## LISTED ENTRIES
· · ·
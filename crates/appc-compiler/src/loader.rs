//! Descriptor and term-file loading.
//!
//! All reads go through [`read_source`], so every I/O or syntax failure is
//! reported as [`AppError::FileRead`] naming the file.

use std::fs::File;
use std::io::Read;
use std::path::Path;

use appc_core::{parse_term, parse_terms, Descriptor, Term};

use crate::error::{AppError, AppResult};

/// Load a template or descriptor: exactly one `{application, Name, Props}.`
/// term.
pub fn load(path: &Path) -> AppResult<Descriptor> {
    let source = read_source(path)?;
    let term = parse_term(&source).map_err(|e| AppError::read(path, e))?;
    let descriptor = Descriptor::from_term(&term).map_err(|e| AppError::read(path, e))?;
    tracing::debug!(
        file = %path.display(),
        app = %descriptor.name,
        properties = descriptor.properties.len(),
        "loaded descriptor"
    );
    Ok(descriptor)
}

/// Read every `.`-terminated term in a file.
pub fn consult(path: &Path) -> AppResult<Vec<Term>> {
    let source = read_source(path)?;
    parse_terms(&source).map_err(|e| AppError::read(path, e))
}

fn read_source(path: &Path) -> AppResult<String> {
    let mut file = File::open(path).map_err(|e| AppError::read(path, e))?;
    let mut source = String::new();
    file.read_to_string(&mut source)
        .map_err(|e| AppError::read(path, e))?;
    Ok(source)
}

#[cfg(test)]
mod tests {
    use super::*;

    #[test]
    fn loads_template() {
        let dir = tempfile::tempdir().unwrap();
        let path = dir.path().join("foo.app.src");
        std::fs::write(
            &path,
            "{application, foo, [{description, \"x\"}, {vsn, \"0.1.0\"}]}.\n",
        )
        .unwrap();
        let desc = load(&path).unwrap();
        assert_eq!(desc.name, "foo");
        assert_eq!(desc.properties.len(), 2);
    }

    #[test]
    fn missing_file_is_a_read_error() {
        let err = load(Path::new("/nonexistent/foo.app.src")).unwrap_err();
        let msg = err.to_string();
        assert!(msg.starts_with("Failed to read /nonexistent/foo.app.src for processing: "));
    }

    #[test]
    fn malformed_content_is_a_read_error() {
        let dir = tempfile::tempdir().unwrap();
        let cases = [
            ("syntax.app.src", "{application, foo, [}."),
            ("shape.app.src", "{library, foo, []}."),
            ("entry.app.src", "{application, foo, [vsn]}."),
            ("extra.app.src", "{application, foo, []}.\n{application, bar, []}."),
        ];
        for (file, content) in cases {
            let path = dir.path().join(file);
            std::fs::write(&path, content).unwrap();
            assert!(
                matches!(load(&path), Err(AppError::FileRead { .. })),
                "{file} should fail"
            );
        }
    }

    #[test]
    fn deep_nesting_is_a_read_error() {
        let dir = tempfile::tempdir().unwrap();
        let path = dir.path().join("deep.app.src");
        let env = format!("{}{}", "[".repeat(5_000), "]".repeat(5_000));
        std::fs::write(&path, format!("{{application, foo, [{{env, {env}}}]}}.
")).unwrap();
        let err = load(&path).unwrap_err();
        assert!(matches!(err, AppError::FileRead { .. }));
        assert!(err.to_string().contains("nested too deeply"));
    }

    #[test]
    fn consult_reads_all_terms() {
        let dir = tempfile::tempdir().unwrap();
        let path = dir.path().join("vars.config");
        std::fs::write(&path, "{a, 1}.\n{b, [x]}.\n").unwrap();
        assert_eq!(consult(&path).unwrap().len(), 2);
    }
}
· · ·
## TASK INSTRUCTIONS
In these entries, some lines may contain the string "properties". Give the number of such lines and nothing more.

## RESULT BELOW
2